## EXERCISE DATA
····················
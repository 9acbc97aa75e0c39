//! `TaskDeck` — terminal kanban board and contact book.
//!
//! Launches the TUI and connects to a hub for shared task and contact
//! data. Configuration via CLI flags, environment variables, or config
//! file (`~/.config/taskdeck/config.toml`).
//!
//! ```bash
//! # Connect to the default hub on localhost
//! cargo run --bin taskdeck
//!
//! # Connect to a specific hub
//! cargo run --bin taskdeck -- --hub-url ws://hub.example.com:7420/ws
//!
//! # Or via environment variable
//! TASKDECK_HUB_URL=ws://hub.example.com:7420/ws cargo run
//! ```

use std::io;
use std::path::Path;
use std::time::Instant;

use clap::Parser;
use crossterm::{
    event::{self, DisableMouseCapture, EnableMouseCapture, Event, KeyEventKind},
    execute,
    terminal::{EnterAlternateScreen, LeaveAlternateScreen, disable_raw_mode, enable_raw_mode},
};
use ratatui::{Terminal, backend::CrosstermBackend};
use tokio::sync::mpsc;
use tracing_appender::non_blocking::WorkerGuard;

use taskdeck::app::App;
use taskdeck::config::{CliArgs, ClientConfig};
use taskdeck::net::{self, StoreCommand, StoreEvent};
use taskdeck::ui;

#[tokio::main]
async fn main() -> io::Result<()> {
    let cli = CliArgs::parse();

    // Load and resolve configuration (CLI args > env > config file > defaults).
    let config = match ClientConfig::load(&cli) {
        Ok(c) => c,
        Err(e) => {
            eprintln!("Warning: failed to load config file: {e}");
            ClientConfig::default()
        }
    };

    // Initialize logging before terminal setup (logs go to file, not stdout).
    let _log_guard = init_logging(&cli.log_level, cli.log_file.as_deref());

    tracing::info!(hub_url = %config.hub_url, "taskdeck starting");

    // Connect before taking over the terminal, so connection errors are
    // printed normally.
    let (cmd_tx, evt_rx) = match net::spawn_sync(config.to_sync_config()).await {
        Ok(handles) => handles,
        Err(e) => {
            eprintln!("Could not connect to hub at {}: {e}", config.hub_url);
            return Ok(());
        }
    };

    // Set up terminal.
    enable_raw_mode()?;
    let mut stdout = io::stdout();
    execute!(stdout, EnterAlternateScreen, EnableMouseCapture)?;
    let backend = CrosstermBackend::new(stdout);
    let mut terminal = Terminal::new(backend)?;

    // Run the app.
    let result = run_app(&mut terminal, cmd_tx, evt_rx, &config).await;

    // Restore terminal.
    disable_raw_mode()?;
    execute!(terminal.backend_mut(), LeaveAlternateScreen, DisableMouseCapture)?;
    terminal.show_cursor()?;

    tracing::info!("taskdeck exiting");
    result
}

/// Initialize file-based logging.
///
/// Logs are written to a file (never stdout, since ratatui owns the
/// terminal). Returns a [`WorkerGuard`] that must be held until shutdown
/// to ensure all buffered log entries are flushed.
fn init_logging(level: &str, file_path: Option<&Path>) -> Option<WorkerGuard> {
    let default_path = std::env::temp_dir().join("taskdeck.log");
    let log_path = file_path.unwrap_or(&default_path);

    let log_dir = log_path.parent()?;
    let file_name = log_path.file_name()?.to_str()?;

    let file_appender = tracing_appender::rolling::never(log_dir, file_name);
    let (non_blocking, guard) = tracing_appender::non_blocking(file_appender);

    let env_filter = tracing_subscriber::EnvFilter::try_from_default_env()
        .unwrap_or_else(|_| tracing_subscriber::EnvFilter::new(level));

    tracing_subscriber::fmt()
        .with_writer(non_blocking)
        .with_env_filter(env_filter)
        .with_ansi(false)
        .init();

    Some(guard)
}

/// Main application loop.
async fn run_app(
    terminal: &mut Terminal<CrosstermBackend<io::Stdout>>,
    cmd_tx: mpsc::Sender<StoreCommand>,
    mut evt_rx: mpsc::Receiver<StoreEvent>,
    config: &ClientConfig,
) -> io::Result<()> {
    let mut app = App::from_config(config);

    loop {
        // Step 1: Draw the UI frame.
        terminal.draw(|frame| ui::draw(frame, &app))?;

        // Step 2: Drain all pending store events (non-blocking).
        let now = Instant::now();
        while let Ok(store_event) = evt_rx.try_recv() {
            app.apply_event(store_event, now);
        }

        // Step 3: Apply due dialog transitions and expire notifications.
        app.tick(now);

        // Step 4: Poll for terminal input events.
        if event::poll(config.poll_timeout)? {
            match event::read()? {
                Event::Key(key) => {
                    if key.kind != KeyEventKind::Press {
                        continue;
                    }
                    // handle_key_event returns Some(StoreCommand) when the
                    // action needs the hub (mutations, refreshes).
                    if let Some(cmd) = app.handle_key_event(key, Instant::now()) {
                        dispatch(&mut app, &cmd_tx, cmd);
                    }
                }
                Event::Mouse(mouse) => {
                    app.handle_mouse(&mouse, ui::menu_area(terminal.get_frame().area()));
                }
                _ => {}
            }
        }

        if app.should_quit {
            // Send shutdown command to the sync tasks.
            let _ = cmd_tx.try_send(StoreCommand::Shutdown);
            return Ok(());
        }
    }
}

/// Hand a command to the sync layer, surfacing backpressure in the UI.
fn dispatch(app: &mut App, cmd_tx: &mpsc::Sender<StoreCommand>, cmd: StoreCommand) {
    match cmd_tx.try_send(cmd) {
        Ok(()) => {}
        Err(mpsc::error::TrySendError::Full(_)) => {
            app.notify("Hub busy, try again", Instant::now());
        }
        Err(mpsc::error::TrySendError::Closed(_)) => {
            app.notify("Connection to hub lost", Instant::now());
        }
    }
}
····················
## WHAT YOU HAVE TO DO
All entries above are to be transcribed verbatim.

## OUTPUT
repository 9acbc97aa75e0c39
//! `TaskDeck` — terminal kanban board and contact book.
//!
//! Launches the TUI and connects to a hub for shared task and contact
//! data. Configuration via CLI flags, environment variables, or config
//! file (`~/.config/taskdeck/config.toml`).
//!
//! ```bash
//! # Connect to the default hub on localhost
//! cargo run --bin taskdeck
//!
//! # Connect to a specific hub
//! cargo run --bin taskdeck -- --hub-url ws://hub.example.com:7420/ws
//!
//! # Or via environment variable
//! TASKDECK_HUB_URL=ws://hub.example.com:7420/ws cargo run
//! ```

use std::io;
use std::path::Path;
use std::time::Instant;

use clap::Parser;
use crossterm::{
    event::{self, DisableMouseCapture, EnableMouseCapture, Event, KeyEventKind},
    execute,
    terminal::{EnterAlternateScreen, LeaveAlternateScreen, disable_raw_mode, enable_raw_mode},
};
use ratatui::{Terminal, backend::CrosstermBackend};
use tokio::sync::mpsc;
use tracing_appender::non_blocking::WorkerGuard;

use taskdeck::app::App;
use taskdeck::config::{CliArgs, ClientConfig};
use taskdeck::net::{self, StoreCommand, StoreEvent};
use taskdeck::ui;

#[tokio::main]
async fn main() -> io::Result<()> {
    let cli = CliArgs::parse();

    // Load and resolve configuration (CLI args > env > config file > defaults).
    let config = match ClientConfig::load(&cli) {
        Ok(c) => c,
        Err(e) => {
            eprintln!("Warning: failed to load config file: {e}");
            ClientConfig::default()
        }
    };

    // Initialize logging before terminal setup (logs go to file, not stdout).
    let _log_guard = init_logging(&cli.log_level, cli.log_file.as_deref());

    tracing::info!(hub_url = %config.hub_url, "taskdeck starting");

    // Connect before taking over the terminal, so connection errors are
    // printed normally.
    let (cmd_tx, evt_rx) = match net::spawn_sync(config.to_sync_config()).await {
        Ok(handles) => handles,
        Err(e) => {
            eprintln!("Could not connect to hub at {}: {e}", config.hub_url);
            return Ok(());
        }
    };

    // Set up terminal.
    enable_raw_mode()?;
    let mut stdout = io::stdout();
    execute!(stdout, EnterAlternateScreen, EnableMouseCapture)?;
    let backend = CrosstermBackend::new(stdout);
    let mut terminal = Terminal::new(backend)?;

    // Run the app.
    let result = run_app(&mut terminal, cmd_tx, evt_rx, &config).await;

    // Restore terminal.
    disable_raw_mode()?;
    execute!(terminal.backend_mut(), LeaveAlternateScreen, DisableMouseCapture)?;
    terminal.show_cursor()?;

    tracing::info!("taskdeck exiting");
    result
}

/// Initialize file-based logging.
///
/// Logs are written to a file (never stdout, since ratatui owns the
/// terminal). Returns a [`WorkerGuard`] that must be held until shutdown
/// to ensure all buffered log entries are flushed.
fn init_logging(level: &str, file_path: Option<&Path>) -> Option<WorkerGuard> {
    let default_path = std::env::temp_dir().join("taskdeck.log");
    let log_path = file_path.unwrap_or(&default_path);

    let log_dir = log_path.parent()?;
    let file_name = log_path.file_name()?.to_str()?;

    let file_appender = tracing_appender::rolling::never(log_dir, file_name);
    let (non_blocking, guard) = tracing_appender::non_blocking(file_appender);

    let env_filter = tracing_subscriber::EnvFilter::try_from_default_env()
        .unwrap_or_else(|_| tracing_subscriber::EnvFilter::new(level));

    tracing_subscriber::fmt()
        .with_writer(non_blocking)
        .with_env_filter(env_filter)
        .with_ansi(false)
        .init();

    Some(guard)
}

/// Main application loop.
async fn run_app(
    terminal: &mut Terminal<CrosstermBackend<io::Stdout>>,
    cmd_tx: mpsc::Sender<StoreCommand>,
    mut evt_rx: mpsc::Receiver<StoreEvent>,
    config: &ClientConfig,
) -> io::Result<()> {
    let mut app = App::from_config(config);

    loop {
        // Step 1: Draw the UI frame.
        terminal.draw(|frame| ui::draw(frame, &app))?;

        // Step 2: Drain all pending store events (non-blocking).
        let now = Instant::now();
        while let Ok(store_event) = evt_rx.try_recv() {
            app.apply_event(store_event, now);
        }

        // Step 3: Apply due dialog transitions and expire notifications.
        app.tick(now);

        // Step 4: Poll for terminal input events.
        if event::poll(config.poll_timeout)? {
            match event::read()? {
                Event::Key(key) => {
                    if key.kind != KeyEventKind::Press {
                        continue;
                    }
                    // handle_key_event returns Some(StoreCommand) when the
                    // action needs the hub (mutations, refreshes).
                    if let Some(cmd) = app.handle_key_event(key, Instant::now()) {
                        dispatch(&mut app, &cmd_tx, cmd);
                    }
                }
                Event::Mouse(mouse) => {
                    app.handle_mouse(&mouse, ui::menu_area(terminal.get_frame().area()));
                }
                _ => {}
            }
        }

        if app.should_quit {
            // Send shutdown command to the sync tasks.
            let _ = cmd_tx.try_send(StoreCommand::Shutdown);
            return Ok(());
        }
    }
}

/// Hand a command to the sync layer, surfacing backpressure in the UI.
fn dispatch(app: &mut App, cmd_tx: &mpsc::Sender<StoreCommand>, cmd: StoreCommand) {
    match cmd_tx.try_send(cmd) {
        Ok(()) => {}
        Err(mpsc::error::TrySendError::Full(_)) => {
            app.notify("Hub busy, try again", Instant::now());
        }
        Err(mpsc::error::TrySendError::Closed(_)) => {
            app.notify("Connection to hub lost", Instant::now());
        }
    }
}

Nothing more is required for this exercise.